Nur weil das Coronavirus uns physisch voneinander trennt, heisst das noch lange nicht, dass Liebe und Begehren verschwunden sind. Inmitten der Gesundheitskrise nehmen sie aber andere Formen an. SWI swissinfo.ch hat sich auf die Suche nach Beziehungen in der Zeit von Covid-19 gemacht.
Teleheirat
«Wir mussten kreativ sein», sagt Samantha, Lehrerin im Kanton Waadt. Am Vorabend ihrer Hochzeit gibt die junge Frau zusammen mit ihrem Verlobten Hugo den Vorbereitungen den letzten Schliff.
Ihre grösste Sorge gleicht jedoch nicht den üblichen Ängsten zukünftiger Ehepartner, wie sie am Telefon verraten: «Wir haben Angst, Probleme mit der Internetverbindung zu haben.» Coronavirus zwingt sie dazu, ihr Ja-Wort per Videokonferenz live aus ihrem Garten, im Herzen des Dorfes Savigny, zu übertragen.
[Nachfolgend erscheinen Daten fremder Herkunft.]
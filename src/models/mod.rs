mod account;
mod agreement;
mod balance;
mod id;
mod institution;
mod requisition;
mod transaction;
mod user;

pub use account::{Account, AccountDetails, AccountMetadata, AccountStatus};
pub use agreement::{AccessScope, Agreement};
pub use balance::BalanceSnapshot;
pub use id::Id;
pub use institution::{CacheMetadata, InstitutionMetadata};
pub use requisition::{LinkStatus, Requisition};
pub use transaction::Transaction;
pub use user::User;
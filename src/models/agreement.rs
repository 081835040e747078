use chrono::{DateTime, Utc};
use serde::{Deserialize, Serialize};
use uuid::Uuid;

use super::Id;

/// What data an agreement permits the provider to share.
#[derive(Debug, Clone, Copy, PartialEq, Eq, Serialize, Deserialize)]
#[serde(rename_all = "lowercase")]
pub enum AccessScope {
    Balances,
    Details,
    Transactions,
}

/// A user's consent grant for one institution. Immutable once accepted.
#[derive(Debug, Clone, Serialize, Deserialize)]
pub struct Agreement {
    pub id: Id,
    pub user_id: Uuid,
    pub institution_id: Id,
    /// Days of transaction history the consent covers.
    pub max_historical_days: u32,
    /// Days the consent stays valid after acceptance.
    pub access_valid_for_days: u32,
    pub access_scope: Vec<AccessScope>,
    pub created_at: DateTime<Utc>,
    #[serde(default, skip_serializing_if = "Option::is_none")]
    pub accepted_at: Option<DateTime<Utc>>,
}

impl Agreement {
    /// Whether the consent window could still be open at `now`.
    ///
    /// Unaccepted agreements are measured from creation, which is the
    /// conservative reading for reuse decisions.
    pub fn is_expired(&self, now: DateTime<Utc>) -> bool {
        let start = self.accepted_at.unwrap_or(self.created_at);
        start + chrono::Duration::days(i64::from(self.access_valid_for_days)) <= now
    }
}
use chrono::{DateTime, NaiveDate, Utc};
use rust_decimal::Decimal;
use serde::{Deserialize, Serialize};
use uuid::Uuid;

use super::Id;

/// An imported bank transaction.
///
/// Everything except `running_balance` is immutable once imported;
/// `(account_id, external_id)` is the dedup key for upserts.
/// `running_balance` is derived after every sync and is null until the
/// first calculation.
#[derive(Debug, Clone, Serialize, Deserialize)]
pub struct Transaction {
    /// Provider-assigned transaction id, unique within the account.
    pub external_id: String,
    pub account_id: Id,
    pub user_id: Uuid,
    /// Signed amount; negative for debits.
    pub amount: Decimal,
    pub currency: String,
    #[serde(default, skip_serializing_if = "Option::is_none")]
    pub booking_date: Option<NaiveDate>,
    #[serde(default, skip_serializing_if = "Option::is_none")]
    pub value_date: Option<NaiveDate>,
    #[serde(default, skip_serializing_if = "Option::is_none")]
    pub description: Option<String>,
    #[serde(default, skip_serializing_if = "Option::is_none")]
    pub counterparty: Option<String>,
    pub imported_at: DateTime<Utc>,
    /// Reconstructed account balance as of this transaction.
    #[serde(default, skip_serializing_if = "Option::is_none")]
    pub running_balance: Option<Decimal>,
}

impl Transaction {
    /// The date this transaction takes effect: booking date, falling back
    /// to value date, then import time.
    pub fn effective_date(&self) -> NaiveDate {
        self.booking_date
            .or(self.value_date)
            .unwrap_or_else(|| self.imported_at.date_naive())
    }
}
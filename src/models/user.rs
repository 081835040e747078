use chrono::{DateTime, Utc};
use serde::{Deserialize, Serialize};
use uuid::Uuid;

/// An end user of the system, created on first authenticated contact.
///
/// `subject` is the external identity provider's stable subject claim.
#[derive(Debug, Clone, Serialize, Deserialize)]
pub struct User {
    pub id: Uuid,
    pub subject: String,
    pub display_name: String,
    #[serde(default)]
    pub onboarded: bool,
    pub created_at: DateTime<Utc>,
}

impl User {
    pub fn new(
        subject: impl Into<String>,
        display_name: impl Into<String>,
        created_at: DateTime<Utc>,
    ) -> Self {
        Self {
            id: Uuid::new_v4(),
            subject: subject.into(),
            display_name: display_name.into(),
            onboarded: false,
            created_at,
        }
    }
}
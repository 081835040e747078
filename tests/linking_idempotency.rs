mod support;

use std::sync::Arc;

use anyhow::Result;
use ledgerlink::linking::LinkingService;
use ledgerlink::models::{Id, LinkStatus};
use ledgerlink::storage::{MemoryStorage, Storage};
use uuid::Uuid;

use support::{institution, StubProvider};

const REDIRECT: &str = "https://app.example/callback";

fn service(
    storage: &Arc<MemoryStorage>,
    provider: &Arc<StubProvider>,
) -> LinkingService {
    LinkingService::new(
        Arc::clone(storage) as Arc<dyn Storage>,
        Arc::clone(provider) as Arc<dyn ledgerlink::provider::BankProvider>,
        REDIRECT,
    )
}

#[tokio::test]
async fn repeat_link_reuses_the_pending_requisition() -> Result<()> {
    let storage = Arc::new(MemoryStorage::new());
    let provider = Arc::new(StubProvider::new(vec![institution("BANK_A")]));
    let linking = service(&storage, &provider);
    let user_id = Uuid::new_v4();

    let first = linking.link_institution(user_id, &Id::from("BANK_A")).await?;
    assert!(!first.is_already_linked);
    assert_eq!(first.status, LinkStatus::Pending);
    let link = first.authorization_link.clone().expect("authorization link");

    let second = linking.link_institution(user_id, &Id::from("BANK_A")).await?;
    assert!(second.is_already_linked);
    assert_eq!(second.requisition_id, first.requisition_id);
    assert_eq!(second.authorization_link.as_deref(), Some(link.as_str()));

    let state = provider.state.lock().unwrap();
    assert_eq!(state.agreements_created, 1);
    assert_eq!(state.requisitions_created, 1);
    Ok(())
}

#[tokio::test]
async fn pending_requisition_is_refreshed_before_short_circuiting() -> Result<()> {
    let storage = Arc::new(MemoryStorage::new());
    let provider = Arc::new(StubProvider::new(vec![institution("BANK_A")]));
    let linking = service(&storage, &provider);
    let user_id = Uuid::new_v4();

    let first = linking.link_institution(user_id, &Id::from("BANK_A")).await?;

    // The user completes authorization out of band.
    provider.set_linked(&first.requisition_id, &["acct-1", "acct-2"]);

    let second = linking.link_institution(user_id, &Id::from("BANK_A")).await?;
    assert!(second.is_already_linked);
    assert_eq!(second.status, LinkStatus::Linked);

    // The refreshed status was persisted.
    let stored = storage
        .get_requisition(&first.requisition_id)
        .await?
        .expect("requisition stored");
    assert_eq!(stored.status, LinkStatus::Linked);
    assert_eq!(stored.accounts.len(), 2);
    Ok(())
}

#[tokio::test]
async fn agreement_is_created_before_the_requisition() -> Result<()> {
    let storage = Arc::new(MemoryStorage::new());
    let provider = Arc::new(StubProvider::new(vec![institution("BANK_A")]));
    let linking = service(&storage, &provider);
    let user_id = Uuid::new_v4();

    let outcome = linking.link_institution(user_id, &Id::from("BANK_A")).await?;

    let requisition = storage
        .get_requisition(&outcome.requisition_id)
        .await?
        .expect("requisition stored");
    let agreement = storage
        .get_agreement(&requisition.agreement_id)
        .await?
        .expect("agreement stored");
    assert_eq!(agreement.institution_id, Id::from("BANK_A"));
    // Limits come from the institution's advertised capabilities.
    assert_eq!(agreement.max_historical_days, 180);
    assert_eq!(agreement.access_valid_for_days, 90);
    assert!(requisition
        .redirect
        .as_deref()
        .unwrap()
        .starts_with(REDIRECT));
    Ok(())
}

#[tokio::test]
async fn new_attempt_starts_after_a_failed_link() -> Result<()> {
    let storage = Arc::new(MemoryStorage::new());
    let provider = Arc::new(StubProvider::new(vec![institution("BANK_A")]));
    let linking = service(&storage, &provider);
    let user_id = Uuid::new_v4();

    let first = linking.link_institution(user_id, &Id::from("BANK_A")).await?;

    // The provider rejects the attempt.
    {
        let mut state = provider.state.lock().unwrap();
        state
            .requisitions
            .get_mut(&first.requisition_id)
            .unwrap()
            .status = LinkStatus::Failed;
    }

    let second = linking.link_institution(user_id, &Id::from("BANK_A")).await?;
    assert!(!second.is_already_linked);
    assert_ne!(second.requisition_id, first.requisition_id);
    Ok(())
}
Am 16. März kündigte die Schweizer Regierung Massnahmen zu einer teilweisen Ausgangssperre an, um die Ausbreitung der Pandemie zu stoppen. Samantha und Hugo erfuhren, dass ihre Hochzeit, die ursprünglich für den 27. März geplant war, nicht gefeiert werden kann.
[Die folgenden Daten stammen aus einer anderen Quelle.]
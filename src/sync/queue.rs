use anyhow::{Context, Result};
use async_trait::async_trait;
use tokio::sync::{mpsc, Mutex};

use super::Job;

/// A job with its delivery count. Attempts start at 1.
#[derive(Debug, Clone)]
pub struct Delivery {
    pub job: Job,
    pub attempt: u32,
}

/// Where handlers publish follow-up jobs.
#[async_trait]
pub trait JobQueue: Send + Sync {
    async fn enqueue(&self, job: Job) -> Result<()>;
}

/// In-process queue over an unbounded tokio channel.
///
/// At-least-once within the process: the worker re-enqueues failed
/// deliveries with a bumped attempt counter.
pub struct MemoryJobQueue {
    tx: mpsc::UnboundedSender<Delivery>,
    rx: Mutex<mpsc::UnboundedReceiver<Delivery>>,
}

impl MemoryJobQueue {
    pub fn new() -> Self {
        let (tx, rx) = mpsc::unbounded_channel();
        Self {
            tx,
            rx: Mutex::new(rx),
        }
    }

    pub(crate) fn redeliver(&self, delivery: Delivery) -> Result<()> {
        self.tx.send(delivery).context("Queue channel closed")
    }

    /// Pop the next delivery without waiting; `None` when the queue is
    /// empty right now.
    pub async fn try_next(&self) -> Option<Delivery> {
        self.rx.lock().await.try_recv().ok()
    }
}

impl Default for MemoryJobQueue {
    fn default() -> Self {
        Self::new()
    }
}

#[async_trait]
impl JobQueue for MemoryJobQueue {
    async fn enqueue(&self, job: Job) -> Result<()> {
        self.redeliver(Delivery { job, attempt: 1 })
    }
}
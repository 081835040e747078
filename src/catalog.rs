//! TTL-cached institution catalog.
//!
//! The provider's institution list changes rarely, so we keep a per-country
//! copy in storage and only refetch once it goes stale.

use std::sync::Arc;

use anyhow::{Context, Result};
use chrono::Duration;
use tracing::{debug, info};

use crate::clock::{Clock, SystemClock};
use crate::models::{CacheMetadata, Id, InstitutionMetadata};
use crate::provider::BankProvider;
use crate::storage::Storage;

fn cache_key(country: &str) -> String {
    format!("institutions:{country}")
}

pub struct InstitutionCatalog {
    storage: Arc<dyn Storage>,
    provider: Arc<dyn BankProvider>,
    ttl: Duration,
    clock: Arc<dyn Clock>,
}

impl InstitutionCatalog {
    pub fn new(storage: Arc<dyn Storage>, provider: Arc<dyn BankProvider>, ttl: Duration) -> Self {
        Self {
            storage,
            provider,
            ttl,
            clock: Arc::new(SystemClock),
        }
    }

    pub fn with_clock(mut self, clock: Arc<dyn Clock>) -> Self {
        self.clock = clock;
        self
    }

    /// Institutions available in a country, from cache when fresh.
    pub async fn list(&self, country: &str) -> Result<Vec<InstitutionMetadata>> {
        let key = cache_key(country);
        let metadata = self
            .storage
            .get_cache_metadata(&key)
            .await
            .context("Failed to read cache metadata")?;

        if let Some(metadata) = metadata {
            if metadata.is_fresh(self.clock.now(), self.ttl) {
                debug!(country, refreshed_at = %metadata.refreshed_at, "serving cached institutions");
                return self.storage.get_cached_institutions(country).await;
            }
        }

        self.refresh(country).await
    }

    /// One institution by id. Checks every cached country first, then asks
    /// the provider directly (the by-id endpoint is not country-scoped).
    pub async fn get(&self, country: &str, institution_id: &Id) -> Result<InstitutionMetadata> {
        let cached = self.storage.get_cached_institutions(country).await?;
        if let Some(institution) = cached.into_iter().find(|i| &i.id == institution_id) {
            return Ok(institution);
        }

        self.provider
            .institution(institution_id)
            .await
            .with_context(|| format!("Failed to fetch institution {institution_id}"))
    }

    async fn refresh(&self, country: &str) -> Result<Vec<InstitutionMetadata>> {
        let institutions = self
            .provider
            .institutions(country)
            .await
            .with_context(|| format!("Failed to fetch institutions for {country}"))?;

        let metadata = CacheMetadata {
            key: cache_key(country),
            refreshed_at: self.clock.now(),
            item_count: institutions.len(),
        };
        self.storage
            .replace_cached_institutions(country, &institutions, &metadata)
            .await
            .context("Failed to write institution cache")?;

        info!(country, count = institutions.len(), "refreshed institution catalog");
        Ok(institutions)
    }
}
Die Enttäuschung war riesig. «Da ich Ende Juli ein Kind erwarte, wollten wir vor der Geburt heiraten, um unsere Verbindung zu formalisieren und unsere Familie rechtlich zu schützen», sagt Samantha.
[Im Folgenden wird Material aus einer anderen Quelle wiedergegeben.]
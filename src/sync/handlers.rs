use std::sync::Arc;

use anyhow::{Context, Result};
use chrono::Duration;
use tracing::{info, warn};

use super::{
    AccountSyncMessage, CalculateRunningBalanceMessage, InstitutionSyncMessage, Job, JobQueue,
};
use crate::balance::BalanceService;
use crate::clock::{Clock, SystemClock};
use crate::models::{Account, AccountStatus, Id, Requisition};
use crate::provider::BankProvider;
use crate::storage::Storage;

/// The three job handlers of the sync pipeline.
///
/// Every handler is idempotent: re-delivery after a crash re-does the work
/// without duplicating stored data. Handlers never retry provider calls
/// themselves; transient failures bubble up and the worker re-enqueues.
pub struct SyncHandlers {
    storage: Arc<dyn Storage>,
    provider: Arc<dyn BankProvider>,
    queue: Arc<dyn JobQueue>,
    lookback: Duration,
    clock: Arc<dyn Clock>,
}

impl SyncHandlers {
    pub fn new(
        storage: Arc<dyn Storage>,
        provider: Arc<dyn BankProvider>,
        queue: Arc<dyn JobQueue>,
        lookback_days: i64,
    ) -> Self {
        Self {
            storage,
            provider,
            queue,
            lookback: Duration::days(lookback_days),
            clock: Arc::new(SystemClock),
        }
    }

    pub fn with_clock(mut self, clock: Arc<dyn Clock>) -> Self {
        self.clock = clock;
        self
    }

    pub async fn handle(&self, job: &Job) -> Result<()> {
        match job {
            Job::InstitutionSync(msg) => self.sync_institution(msg).await,
            Job::AccountSync(msg) => self.sync_account(msg).await,
            Job::CalculateRunningBalance(msg) => self.calculate_running_balance(msg).await,
        }
    }

    /// Refresh the latest requisition for an institution and fan out one
    /// account-sync job per discovered account.
    async fn sync_institution(&self, msg: &InstitutionSyncMessage) -> Result<()> {
        let requisitions = self
            .storage
            .requisitions_for_institution(&msg.institution_id, msg.user_id)
            .await
            .context("Failed to list requisitions")?;

        let Some(stored) = requisitions.into_iter().next() else {
            info!(institution_id = %msg.institution_id, "no requisition to sync");
            return Ok(());
        };

        let Some(requisition) = self
            .provider
            .requisition(&stored.id, msg.user_id)
            .await
            .context("Failed to refresh requisition")?
        else {
            warn!(requisition_id = %stored.id, "requisition no longer exists at provider");
            return Ok(());
        };

        self.storage
            .save_requisition(&requisition)
            .await
            .context("Failed to persist requisition")?;

        if !requisition.is_linked_with_accounts() {
            info!(
                requisition_id = %requisition.id,
                status = ?requisition.status,
                "requisition has no linked accounts yet"
            );
            return Ok(());
        }

        for account_id in &requisition.accounts {
            self.upsert_discovered_account(account_id, msg, &requisition)
                .await?;
            self.queue
                .enqueue(Job::AccountSync(AccountSyncMessage {
                    account_id: account_id.clone(),
                    user_id: msg.user_id,
                    date_from: None,
                    date_to: None,
                }))
                .await?;
        }

        info!(
            institution_id = %msg.institution_id,
            accounts = requisition.accounts.len(),
            "institution sync fanned out"
        );
        Ok(())
    }

    async fn upsert_discovered_account(
        &self,
        account_id: &Id,
        msg: &InstitutionSyncMessage,
        requisition: &Requisition,
    ) -> Result<()> {
        let mut account = Account {
            id: account_id.clone(),
            user_id: msg.user_id,
            institution_id: msg.institution_id.clone(),
            requisition_id: requisition.id.clone(),
            currency: None,
            name: None,
            display_name: None,
            category: None,
            status: AccountStatus::from(requisition.status),
            last_synced: None,
            created_at: self.clock.now(),
        };

        if let Some(details) = self
            .provider
            .account_details(account_id)
            .await
            .context("Failed to fetch account details")?
        {
            account.apply_details(&details);
        }

        self.storage
            .upsert_account(&account)
            .await
            .context("Failed to upsert account")
    }

    /// Pull details, balance snapshots, and transactions for one account,
    /// then queue a running-balance recalculation.
    async fn sync_account(&self, msg: &AccountSyncMessage) -> Result<()> {
        let Some(mut account) = self
            .storage
            .get_account(&msg.account_id)
            .await
            .context("Failed to load account")?
        else {
            warn!(account_id = %msg.account_id, "account not in storage, skipping sync");
            return Ok(());
        };

        self.storage
            .update_account_status(&account.id, AccountStatus::Syncing)
            .await?;

        let Some(_metadata) = self
            .provider
            .account(&account.id)
            .await
            .context("Failed to fetch account metadata")?
        else {
            warn!(account_id = %account.id, "account gone at provider, marking expired");
            self.storage
                .update_account_status(&account.id, AccountStatus::Expired)
                .await?;
            return Ok(());
        };

        if let Some(details) = self
            .provider
            .account_details(&account.id)
            .await
            .context("Failed to fetch account details")?
        {
            account.apply_details(&details);
            self.storage.upsert_account(&account).await?;
        }

        if let Some(snapshots) = self
            .provider
            .account_balances(&account.id)
            .await
            .context("Failed to fetch balances")?
        {
            self.storage
                .append_balances(&account.id, &snapshots)
                .await
                .context("Failed to store balances")?;
        }

        let now = self.clock.now();
        let date_from = msg
            .date_from
            .or_else(|| account.last_synced.map(|t| t.date_naive()))
            .unwrap_or_else(|| (now - self.lookback).date_naive());
        let date_to = msg.date_to.unwrap_or_else(|| now.date_naive());

        if let Some(transactions) = self
            .provider
            .account_transactions(&account, Some(date_from), Some(date_to))
            .await
            .context("Failed to fetch transactions")?
        {
            let outcome = self
                .storage
                .upsert_transactions(&account.id, &transactions)
                .await
                .context("Failed to store transactions")?;
            info!(
                account_id = %account.id,
                inserted = outcome.inserted,
                existing = outcome.existing,
                %date_from,
                %date_to,
                "account transactions synced"
            );
        }

        self.storage.update_last_synced(&account.id, now).await?;
        self.storage
            .update_account_status(&account.id, AccountStatus::Linked)
            .await?;

        self.queue
            .enqueue(Job::CalculateRunningBalance(CalculateRunningBalanceMessage {
                account_id: account.id.clone(),
            }))
            .await
    }

    async fn calculate_running_balance(&self, msg: &CalculateRunningBalanceMessage) -> Result<()> {
        if self
            .storage
            .get_account(&msg.account_id)
            .await
            .context("Failed to load account")?
            .is_none()
        {
            warn!(account_id = %msg.account_id, "account not in storage, skipping calculation");
            return Ok(());
        }

        self.storage
            .update_account_status(&msg.account_id, AccountStatus::Calculating)
            .await?;

        let updated = BalanceService::new(Arc::clone(&self.storage))
            .recalculate(&msg.account_id)
            .await?;

        self.storage
            .update_account_status(&msg.account_id, AccountStatus::Linked)
            .await?;

        info!(account_id = %msg.account_id, updated, "running balances recalculated");
        Ok(())
    }
}
use std::sync::Arc;

use anyhow::Result;
use tracing::{debug, error};

use super::{MemoryJobQueue, SyncHandlers};

/// Drains the queue, handing each delivery to the handlers.
///
/// A failed delivery goes back on the queue with its attempt counter
/// bumped; after `max_deliveries` tries the job is dropped and logged, so
/// one poison message cannot wedge the pipeline.
pub struct Worker {
    queue: Arc<MemoryJobQueue>,
    handlers: Arc<SyncHandlers>,
    max_deliveries: u32,
}

impl Worker {
    pub fn new(queue: Arc<MemoryJobQueue>, handlers: Arc<SyncHandlers>, max_deliveries: u32) -> Self {
        Self {
            queue,
            handlers,
            max_deliveries,
        }
    }

    /// Process jobs until the queue is empty, including any follow-up jobs
    /// the handlers enqueue along the way. Returns how many deliveries
    /// were attempted.
    pub async fn run_until_idle(&self) -> Result<usize> {
        let mut attempted = 0;
        while let Some(mut delivery) = self.queue.try_next().await {
            attempted += 1;
            let queue_name = delivery.job.queue_name();
            debug!(queue = queue_name, attempt = delivery.attempt, "handling job");

            match self.handlers.handle(&delivery.job).await {
                Ok(()) => {}
                Err(err) if delivery.attempt < self.max_deliveries => {
                    error!(
                        queue = queue_name,
                        attempt = delivery.attempt,
                        error = %err,
                        "job failed, re-enqueueing"
                    );
                    delivery.attempt += 1;
                    self.queue.redeliver(delivery)?;
                }
                Err(err) => {
                    error!(
                        queue = queue_name,
                        attempts = delivery.attempt,
                        error = %err,
                        "job failed on final delivery, dropping"
                    );
                }
            }
        }
        Ok(attempted)
    }
}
Drei Gruppen von Menschen dürfen trotz «Lockdown» noch heiraten: Personen an ihrem Lebensende, Personen, die der Risikogruppe angehören und Paare, die vor August ein Kind erwarten.
«Wir gehörten zur dritten Kategorie, die einzige Ausnahme, die aus einem erfreulichen Grund erlaubt ist», sagt Samantha. Das Zivilstandsamt des Kantons Waadt hat eine Plattform eingerichtet, die es den Menschen ermöglicht, online zu heiraten.
Samantha und Hugo entschlossen sich für eine Teleheirat und erfanden ein digitales Szenario für ihr Ja-Wort. Die Inszenierung hält sich strikt an die von der Regierung zur Bekämpfung der Pandemie empfohlene soziale Distanz: «Es kommt für uns nicht in Frage, jemanden durch unsere Heirat in Gefahr zu bringen», sagt Samantha. Ihre Gäste erhalten eine neue Hochzeitseinladung – mit einem Link zur Videokonferenz und einem Schokoladenriegel.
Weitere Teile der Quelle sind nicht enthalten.